When exclusively quantifying type I fibers of the soleus, results mirrored those of when fiber types were pooled together. That is, significant treatment and interactive effects demonstrated that young control fibers were larger than those of the other three experimental groups (including aged controls), and that although training reduced fiber size in young animals by 23%, it expanded fiber size by 11% in aged rats. When examining type IIA fibers by themselves, no significant effects were detected for age, treatment, or their interaction. But type IIX fibers exhibited a significant treatment effect whereby training decreased fiber size in both young and aged rats by 21% and 17%, respectively.

Concerning fiber type composition of the soleus, ANOVA results of the percentage of type I fibers showed the presence of significant age and treatment effects. Post-hoc procedures indicated that training increased the percentage of type I fibers in young, but not aged rats. Among type IIA fibers there was a significant effect for treatment whereby training decreased the proportion of those fibers in young, but not aged solei. Finally, among type IIX fibers, no significant effects were identified. Data regarding muscle fiber profiles of soleus muscles are presented in Table 6.

Table 6.

Effects of age and training on muscle fiber profiles of soleus muscles.

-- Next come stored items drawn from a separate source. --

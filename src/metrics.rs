//! Prometheus counters for order processing.
//!
//! `OrderMetrics` owns its registry; construct it once at startup and share
//! it behind an `Arc`.

use prometheus::{Encoder, IntCounter, Registry, TextEncoder};

#[derive(Clone)]
pub struct OrderMetrics {
    registry: Registry,
    pub fulfillments_created: IntCounter,
    pub fulfillments_canceled: IntCounter,
    pub insufficient_stock: IntCounter,
    pub order_recalculations: IntCounter,
    pub voucher_not_applicable: IntCounter,
    pub notification_failures: IntCounter,
}

fn counter(registry: &Registry, name: &str, help: &str) -> Result<IntCounter, prometheus::Error> {
    let counter = IntCounter::new(name, help)?;
    registry.register(Box::new(counter.clone()))?;
    Ok(counter)
}

impl OrderMetrics {
    pub fn new() -> Result<Self, prometheus::Error> {
        let registry = Registry::new();
        Ok(Self {
            fulfillments_created: counter(
                &registry,
                "fulfillments_created_total",
                "Total number of fulfillments created",
            )?,
            fulfillments_canceled: counter(
                &registry,
                "fulfillments_canceled_total",
                "Total number of fulfillments canceled",
            )?,
            insufficient_stock: counter(
                &registry,
                "insufficient_stock_total",
                "Total number of operations rejected for insufficient stock",
            )?,
            order_recalculations: counter(
                &registry,
                "order_recalculations_total",
                "Total number of order total recalculations",
            )?,
            voucher_not_applicable: counter(
                &registry,
                "voucher_not_applicable_total",
                "Total number of voucher applications rejected as not applicable",
            )?,
            notification_failures: counter(
                &registry,
                "notification_failures_total",
                "Total number of plugin notifications that failed after commit",
            )?,
            registry,
        })
    }

    pub fn registry(&self) -> &Registry {
        &self.registry
    }

    /// Text exposition format of all counters.
    pub fn render(&self) -> String {
        let mut buffer = Vec::new();
        let encoder = TextEncoder::new();
        if encoder.encode(&self.registry.gather(), &mut buffer).is_err() {
            return String::new();
        }
        String::from_utf8(buffer).unwrap_or_default()
    }
}

#[cfg(test)]
mod tests {
    use super::*;

    #[test]
    fn registries_are_independent() {
        let first = OrderMetrics::new().unwrap();
        let second = OrderMetrics::new().unwrap();
        first.fulfillments_created.inc();
        assert_eq!(first.fulfillments_created.get(), 1);
        assert_eq!(second.fulfillments_created.get(), 0);
        assert!(first.render().contains("fulfillments_created_total 1"));
    }
}
use chrono::{DateTime, Utc};
use serde::{Deserialize, Serialize};
use strum::{AsRefStr, Display, EnumString};
use uuid::Uuid;

#[derive(
    Clone, Copy, Debug, PartialEq, Eq, Hash, Serialize, Deserialize, Display, EnumString, AsRefStr,
)]
#[serde(rename_all = "snake_case")]
#[strum(serialize_all = "snake_case")]
pub enum FulfillmentStatus {
    Fulfilled,
    Refunded,
    Returned,
    RefundedAndReturned,
    Replaced,
    Canceled,
    WaitingForApproval,
}

impl FulfillmentStatus {
    /// Fulfillments in these statuses no longer block canceling the order.
    pub fn is_settled(&self) -> bool {
        matches!(
            self,
            FulfillmentStatus::Canceled
                | FulfillmentStatus::Refunded
                | FulfillmentStatus::Returned
                | FulfillmentStatus::RefundedAndReturned
                | FulfillmentStatus::Replaced
        )
    }

    pub fn counts_as_returned(&self) -> bool {
        matches!(
            self,
            FulfillmentStatus::Returned | FulfillmentStatus::RefundedAndReturned
        )
    }
}

/// A shipment of order-line quantities out of one warehouse.
#[derive(Clone, Debug, PartialEq, Serialize, Deserialize)]
pub struct Fulfillment {
    pub id: Uuid,
    pub order_id: Uuid,
    /// 1-based sequence number within the order.
    pub fulfillment_order: i32,
    pub status: FulfillmentStatus,
    pub tracking_number: String,
    pub lines: Vec<FulfillmentLine>,
    pub created_at: DateTime<Utc>,
}

impl Fulfillment {
    pub fn new(order_id: Uuid, fulfillment_order: i32, status: FulfillmentStatus) -> Self {
        Self {
            id: Uuid::new_v4(),
            order_id,
            fulfillment_order,
            status,
            tracking_number: String::new(),
            lines: Vec::new(),
            created_at: Utc::now(),
        }
    }

    pub fn total_quantity(&self) -> i32 {
        self.lines.iter().map(|line| line.quantity).sum()
    }
}

#[derive(Clone, Debug, PartialEq, Eq, Serialize, Deserialize)]
pub struct FulfillmentLine {
    pub id: Uuid,
    pub order_line_id: Uuid,
    pub quantity: i32,
    /// Stock row the quantity was taken from; `None` for lines that do not
    /// track inventory.
    pub stock_id: Option<Uuid>,
    pub warehouse_id: Option<Uuid>,
    /// Part of `quantity` that actually left the stock row. Lower than
    /// `quantity` when stock was allowed to be exceeded, zero while waiting
    /// for approval. Restocking never puts back more than this.
    #[serde(default)]
    pub quantity_from_stock: i32,
}

impl FulfillmentLine {
    pub fn new(order_line_id: Uuid, quantity: i32, stock_id: Option<Uuid>, warehouse_id: Option<Uuid>) -> Self {
        Self {
            id: Uuid::new_v4(),
            order_line_id,
            quantity,
            stock_id,
            warehouse_id,
            quantity_from_stock: 0,
        }
    }
}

Cross-sectional area (µm2) Young control
(N=10)
Young trained
(N=10)
Aged control
(N=9)
Aged trained
(N=9)
Fiber types combined 3022 ± 108 2420 ± 95@ 2444 ± 160 2769 ± 161@
Type I 3164 ± 112 2436 ± 93@ 2485 ± 165 2795 ± 160@
Type IIA 2277 ± 214 2397 ± 224 2306 ± 188 2086 ± 219
Type IIX 2659 ± 125 2106 ± 200@ 2344 ± 171 1950 ± 146@
Fiber type composition (%)
Type I 82.6 ± 2.4 89.6 ± 1.5** 79.5 ± 3.3 83.1 ± 2.5
Type IIA 12.1 ± 2.4 7.6 ± 1.5** 15.5 ± 3.0 11.4 ± 1.8
Type IIX 5.3 ± 0.5 2.8 ± 1.6 5.0 ± 1.5 5.5 ± 1.6

Values are means ± SE.

indicates significant difference (P ≤ 0.05) from all other groups.

@

indicates significant difference (P ≤ 0.05) from control group of the same age.

**

indicates significant (P ≤ 0.05) difference from Young control, and Aged control.

Plantaris

With fiber types collapsed together, a significant effect of treatment was detected for muscle fiber cross-sectional area. Post-hoc results indicated that training significantly decreased fiber size, but only among aged plantaris. And unlike in the soleus, this was true even though there was no difference between young controls, and aged controls. When examining the small number of type I fibers in the plantaris, no significant differences were found. In contrast, among the more plentiful type IIA fibers a significant effect of age was revealed whereby aged control fibers were smaller than young control, and young trained fibers. Finally, a significant treatment effect was detected among type IIX/B fibers, with post-hoc results showing that training was associated with a sharp decline in fiber size in young and aged rats (35% and 45%, respectively).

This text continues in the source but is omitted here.